Pulmón húmedo traumático

Pulmón húmedo traumático
Información sobre la plantilla
Pulmónhume.jpg
Concepto:Es el cuadro producido por las alteraciones inflamatorias pulmonares consecuentes a un traumatismo directo o trasmitido al parénquima.

Pulmón húmedo traumático. No es un síndrome nuevo en medicina; en la primera guerra mundial los médicos conocieron pacientes que fallecieron a consecuencia de un colapso pulmonar progresivo. Posteriormente la injuria pulmonar que seguía a un trauma fue llamado pulmón húmedo traumático. En 1950 Jenkins describe un estado patológico llamado atelectasia congestiva y desde esa época hizo énfasis en el papel que tenía la sobrecarga de líquidos en la presentación del proceso.

Etiología

Puede ser originado por traumatismos cerrados con objetos contundentes, por ondas aérea o líquida, pero también por traumatismos abiertos, especialmente los producidos por armas de fuego.

Fisiopatología

Al producirse el traumatismo, este provoca espasmo bronquial generalizado de tipo reflejo, el efecto contundente trastorna la interfase líquido – gas por acción de la onda de choque que se desplaza en el líquido, originando hemorragia y edema pulmonar. Además, se produce un efecto de “implosión” en que la onda de presión produce expansión excesiva de los alvéolos al desplazarse de un medio más denso que el aire. Se plantea también la existencia de hipertensión capilar pulmonar, alteraciones del surfactante alveolar y acción de las prostaglandinas del parénquima, así como la formación de una serie de radicales tóxicos, todo lo cual contribuye a aumentar la permeabilidad vascular y el edema intersticial.

Cuadro clínico

Dependiendo de la severidad del traumatismo, el cuadro puede establecerse desde unos minutos hasta unas horas después de producirse el mismo. Aparece tos húmeda casi constante, que en ocasiones no es productiva, acompañada de disnea progresiva y acentuada por el dolor que producen las lesiones de la pared torácica.
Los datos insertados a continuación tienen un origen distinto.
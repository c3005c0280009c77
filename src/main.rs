//! D-Index - co-authorship diversity scoring CLI

mod cli;

use anyhow::Result;
use clap::Parser;
use tracing_subscriber::{fmt, prelude::*, EnvFilter};

fn main() -> Result<()> {
    let cli = cli::Cli::parse();

    // RUST_LOG wins over --log-level
    let filter = EnvFilter::try_from_default_env()
        .unwrap_or_else(|_| EnvFilter::new(&cli.log_level));

    tracing_subscriber::registry()
        .with(fmt::layer().with_writer(std::io::stderr))
        .with(filter)
        .init();

    cli::run(cli)
}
Puede existir cianosis y alteraciones mentales debidas a la hipoxia cerebral, siendo constante la taquicardia y aparecer manifestaciones de shock. A la auscultación del aparato respiratorio se constatan estertores húmedos diseminados y roncos y sibilantes que en ocasiones pueden ser percibidos a distancia.

Diagnóstico

Se completará añadiendo al cuadro clínico una placa simple de tórax donde inicialmente podemos ver signos de edema pulmonar y posteriormente un moteado difuso pulmonar, que puede llegar a verdaderas opacidades debida a zonas de atelectasia o hematomas del parénquima. El estudio permitirá detectar otras lesiones asociadas.

Tratamiento

Teniendo en cuenta que todos los traumatismos torácicos pueden conducir a este cuadro, se impone el tratamiento profiláctico y debe estar dirigido fundamentalmente al alivio del dolor, mediante analgésicos por la vía parenteral, inmovilizando las fracturas de la pared costal, estimulando al paciente a toser, con todo lo cual mejoramos la función respiratoria, medidas al alcance del nivel de atención primaria y es la conducta inicial a seguir en todos los casos. El tratamiento especializado comprenderá el reposo en posición semisentado, oxigenoterapia, balance hidromineral estricto para no agravar el edema pulmonar, diuréticos, corticoides (hoy día en discusión), antibióticos, aspiración de secreciones traqueobronquiales y en los casos más graves el uso de ventilación mecánica, con presión positiva intermitente (PEEP) que no sobrepase los 5 cm de H2O. la alimentación por vía oral estará en dependencia de la gravedad del cuadro clínico.

Fuente

García Gutiérrez, Alejandro y Pardo Gómez, Gilberto: Cirugía, Selección de temas, Editorial Ciencias Médicas, La Habana 2003.